▶ Problem to work on
The line containing "use crate::intercept::accel::PLOT_STEP;" marks the end: restate word for word every line from the first line of the entries below through that one.

======== Source records

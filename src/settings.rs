//! Bot tuning
//!
//! Loaded once at startup from an optional JSON file; every field has a default.

use std::path::Path;

use serde::{Deserialize, Serialize};

use crate::consts::*;
use crate::error::SettingsError;
use crate::intercept::accel::PLOT_STEP;
use crate::sim::{Arena, ArenaDimensions, BounceThresholds};

/// Longest prediction or reachability horizon a tick may simulate (seconds)
pub const MAX_HORIZON: f32 = 10.0;
/// Finest reachability step accepted (seconds)
pub const MIN_REACH_STEP: f32 = 0.001;

/// Ball prediction quality levels
#[derive(Debug, Clone, Copy, PartialEq, Eq, Serialize, Deserialize, Default)]
pub enum PredictionQuality {
    Low,
    #[default]
    Medium,
    High,
}

impl PredictionQuality {
    pub fn as_str(&self) -> &'static str {
        match self {
            PredictionQuality::Low => "Low",
            PredictionQuality::Medium => "Medium",
            PredictionQuality::High => "High",
        }
    }

    pub fn from_str(s: &str) -> Option<Self> {
        match s.to_lowercase().as_str() {
            "low" => Some(PredictionQuality::Low),
            "medium" | "med" => Some(PredictionQuality::Medium),
            "high" => Some(PredictionQuality::High),
            _ => None,
        }
    }

    /// Ball simulation step in seconds
    pub fn step(&self) -> f32 {
        match self {
            PredictionQuality::Low => 1.0 / 30.0,
            PredictionQuality::Medium => SIM_DT,
            PredictionQuality::High => 1.0 / 120.0,
        }
    }
}

/// Bot settings
#[derive(Debug, Clone, PartialEq, Serialize, Deserialize)]
#[serde(default)]
pub struct Settings {
    /// Ball prediction step preset
    pub quality: PredictionQuality,
    /// Seconds of ball prediction per tick
    pub horizon: f32,

    // === Ball physics ===
    pub restitution: f32,
    pub friction: f32,
    pub ball_radius: f32,
    pub gravity: f32,
    pub dimensions: ArenaDimensions,
    /// Wall bounce classifier for path queries
    pub bounce: BounceThresholds,

    // === Car reachability ===
    pub reach_step: f32,
    pub reach_horizon: f32,

    // === Logging ===
    /// Log `[Sitch]` lines when the situation changes
    pub log_situations: bool,
}

impl Default for Settings {
    fn default() -> Self {
        Self {
            quality: PredictionQuality::Medium,
            horizon: PREDICTION_HORIZON,

            restitution: BALL_RESTITUTION,
            friction: SURFACE_FRICTION,
            ball_radius: BALL_RADIUS,
            gravity: GRAVITY,
            dimensions: ArenaDimensions::default(),
            bounce: BounceThresholds::default(),

            reach_step: PLOT_STEP,
            reach_horizon: 4.0,

            log_situations: true,
        }
    }
}

impl Settings {
    /// Create settings from a quality preset
    pub fn from_preset(preset: PredictionQuality) -> Self {
        let mut settings = Self::default();
        settings.apply_preset(preset);
        settings
    }

    pub fn apply_preset(&mut self, preset: PredictionQuality) {
        self.quality = preset;
        // Coarse steps tunnel through thin bounces; keep the horizon short to compensate
        if preset == PredictionQuality::Low {
            self.horizon = self.horizon.min(3.0);
        }
    }

    /// Ball simulation step for the current preset
    pub fn step(&self) -> f32 {
        self.quality.step()
    }

    /// Arena built from the physical settings
    pub fn arena(&self) -> Arena {
        Arena::new(self.dimensions)
            .with_ball_radius(self.ball_radius)
            .with_gravity(self.gravity)
            .with_bounce(self.restitution, self.friction)
    }

    /// Reject values the simulator cannot work with
    pub fn validate(&self) -> Result<(), SettingsError> {
        let positive = [
            ("horizon", self.horizon),
            ("ball_radius", self.ball_radius),
            ("reach_step", self.reach_step),
            ("reach_horizon", self.reach_horizon),
        ];
        for (name, value) in positive {
            if !(value.is_finite() && value > 0.0) {
                return Err(SettingsError::Invalid {
                    name,
                    reason: format!("must be positive, got {value}"),
                });
            }
        }
        for (name, value) in [("horizon", self.horizon), ("reach_horizon", self.reach_horizon)] {
            if value > MAX_HORIZON {
                return Err(SettingsError::Invalid {
                    name,
                    reason: format!("must be at most {MAX_HORIZON} seconds, got {value}"),
                });
            }
        }
        if self.reach_step < MIN_REACH_STEP {
            return Err(SettingsError::Invalid {
                name: "reach_step",
                reason: format!("must be at least {MIN_REACH_STEP} seconds, got {}", self.reach_step),
            });
        }
        if !(self.gravity.is_finite() && self.gravity >= 0.0) {
            return Err(SettingsError::Invalid {
                name: "gravity",
                reason: format!("must be finite and non-negative, got {}", self.gravity),
            });
        }
        for (name, value) in [
            ("restitution", self.restitution),
            ("friction", self.friction),
            ("bounce.speed_ratio", self.bounce.speed_ratio),
        ] {
            if !(0.0..=1.0).contains(&value) {
                return Err(SettingsError::Invalid {
                    name,
                    reason: format!("must be within 0..=1, got {value}"),
                });
            }
        }
        if !(-1.0..=1.0).contains(&self.bounce.min_cosine) {
            return Err(SettingsError::Invalid {
                name: "bounce.min_cosine",
                reason: format!("must be within -1..=1, got {}", self.bounce.min_cosine),
            });
        }
        Ok(())
    }

    /// Read and validate settings from a JSON file
    pub fn try_load(path: &Path) -> Result<Self, SettingsError> {
        let json = std::fs::read_to_string(path)?;
        let settings: Settings = serde_json::from_str(&json)?;
        settings.validate()?;
        Ok(settings)
    }

    /// Load settings, falling back to defaults on any failure
    pub fn load(path: &Path) -> Self {
        match Self::try_load(path) {
            Ok(settings) => {
                log::info!("Loaded settings from {}", path.display());
                settings
            }
            Err(e) => {
                log::info!("Using default settings ({e})");
                Self::default()
            }
        }
    }

    pub fn save(&self, path: &Path) -> Result<(), SettingsError> {
        let json = serde_json::to_string_pretty(self)?;
        std::fs::write(path, json)?;
        log::info!("Settings saved to {}", path.display());
        Ok(())
    }
}

#[cfg(test)]
mod tests {
    use super::*;

    #[test]
    fn test_preset_steps() {
        assert_eq!(PredictionQuality::from_str("HIGH"), Some(PredictionQuality::High));
        assert_eq!(PredictionQuality::from_str("med"), Some(PredictionQuality::Medium));
        assert_eq!(PredictionQuality::from_str("ultra"), None);
        assert!(PredictionQuality::High.step() < PredictionQuality::Low.step());
        assert_eq!(Settings::default().step(), SIM_DT);
    }

    #[test]
    fn test_low_preset_shortens_horizon() {
        let settings = Settings::from_preset(PredictionQuality::Low);
        assert_eq!(settings.quality.as_str(), "Low");
        assert_eq!(settings.horizon, 3.0);
    }

    #[test]
    fn test_partial_json_uses_defaults() {
        let settings: Settings =
            serde_json::from_str(r#"{ "quality": "High", "bounce": { "speed_ratio": 0.3 } }"#).unwrap();
        assert_eq!(settings.quality, PredictionQuality::High);
        assert_eq!(settings.bounce.speed_ratio, 0.3);
        assert_eq!(settings.bounce.min_cosine, 0.95);
        assert_eq!(settings.horizon, PREDICTION_HORIZON);
    }

    #[test]
    fn test_validate_rejects_bad_values() {
        let settings = Settings {
            restitution: 1.5,
            ..Default::default()
        };
        assert!(matches!(
            settings.validate(),
            Err(SettingsError::Invalid { name: "restitution", .. })
        ));
        let settings = Settings {
            horizon: 0.0,
            ..Default::default()
        };
        assert!(settings.validate().is_err());
        assert!(Settings::default().validate().is_ok());
    }

    #[test]
    fn test_validate_bounds_cost_and_physics() {
        let settings = Settings {
            horizon: 1e9,
            ..Default::default()
        };
        assert!(matches!(
            settings.validate(),
            Err(SettingsError::Invalid { name: "horizon", .. })
        ));
        let settings = Settings {
            reach_horizon: MAX_HORIZON + 1.0,
            ..Default::default()
        };
        assert!(settings.validate().is_err());
        let settings = Settings {
            reach_step: 1e-7,
            ..Default::default()
        };
        assert!(settings.validate().is_err());
        let settings = Settings {
            gravity: f32::NAN,
            ..Default::default()
        };
        assert!(matches!(
            settings.validate(),
            Err(SettingsError::Invalid { name: "gravity", .. })
        ));
        let mut settings = Settings::default();
        settings.bounce.min_cosine = 1.5;
        assert!(matches!(
            settings.validate(),
            Err(SettingsError::Invalid { name: "bounce.min_cosine", .. })
        ));
        settings.bounce.min_cosine = 0.9;
        settings.bounce.speed_ratio = -0.1;
        assert!(settings.validate().is_err());
        assert!(Settings { horizon: MAX_HORIZON, ..Default::default() }.validate().is_ok());
    }

    #[test]
    fn test_load_rejects_huge_horizon() {
        let path = std::env::temp_dir().join(format!("relief-bot-huge-horizon-{}.json", std::process::id()));
        std::fs::write(&path, r#"{ "horizon": 1e9 }"#).unwrap();
        assert!(matches!(Settings::try_load(&path), Err(SettingsError::Invalid { .. })));
        assert_eq!(Settings::load(&path).horizon, PREDICTION_HORIZON);
        let _ = std::fs::remove_file(path);
    }

    #[test]
    fn test_load_missing_file_falls_back() {
        let path = std::env::temp_dir().join("relief-bot-no-such-settings.json");
        assert!(matches!(Settings::try_load(&path), Err(SettingsError::Io(_))));
        assert_eq!(Settings::load(&path), Settings::default());
    }

    #[test]
    fn test_save_and_load() {
        let path = std::env::temp_dir().join(format!("relief-bot-settings-{}.json", std::process::id()));
        let settings = Settings::from_preset(PredictionQuality::High);
        settings.save(&path).unwrap();
        assert_eq!(Settings::try_load(&path).unwrap(), settings);
        let _ = std::fs::remove_file(path);
    }

    #[test]
    fn test_arena_uses_physics() {
        let settings = Settings {
            gravity: 20.0,
            restitution: 0.5,
            ..Default::default()
        };
        let arena = settings.arena();
        assert_eq!(arena.gravity, 20.0);
        assert_eq!(arena.restitution, 0.5);
        assert_eq!(arena.ball_radius, BALL_RADIUS);
    }
}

================

▶ The completed task
filename src/settings.rs
//! Bot tuning
//!
//! Loaded once at startup from an optional JSON file; every field has a default.

use std::path::Path;

use serde::{Deserialize, Serialize};

use crate::consts::*;
use crate::error::SettingsError;
use crate::intercept::accel::PLOT_STEP;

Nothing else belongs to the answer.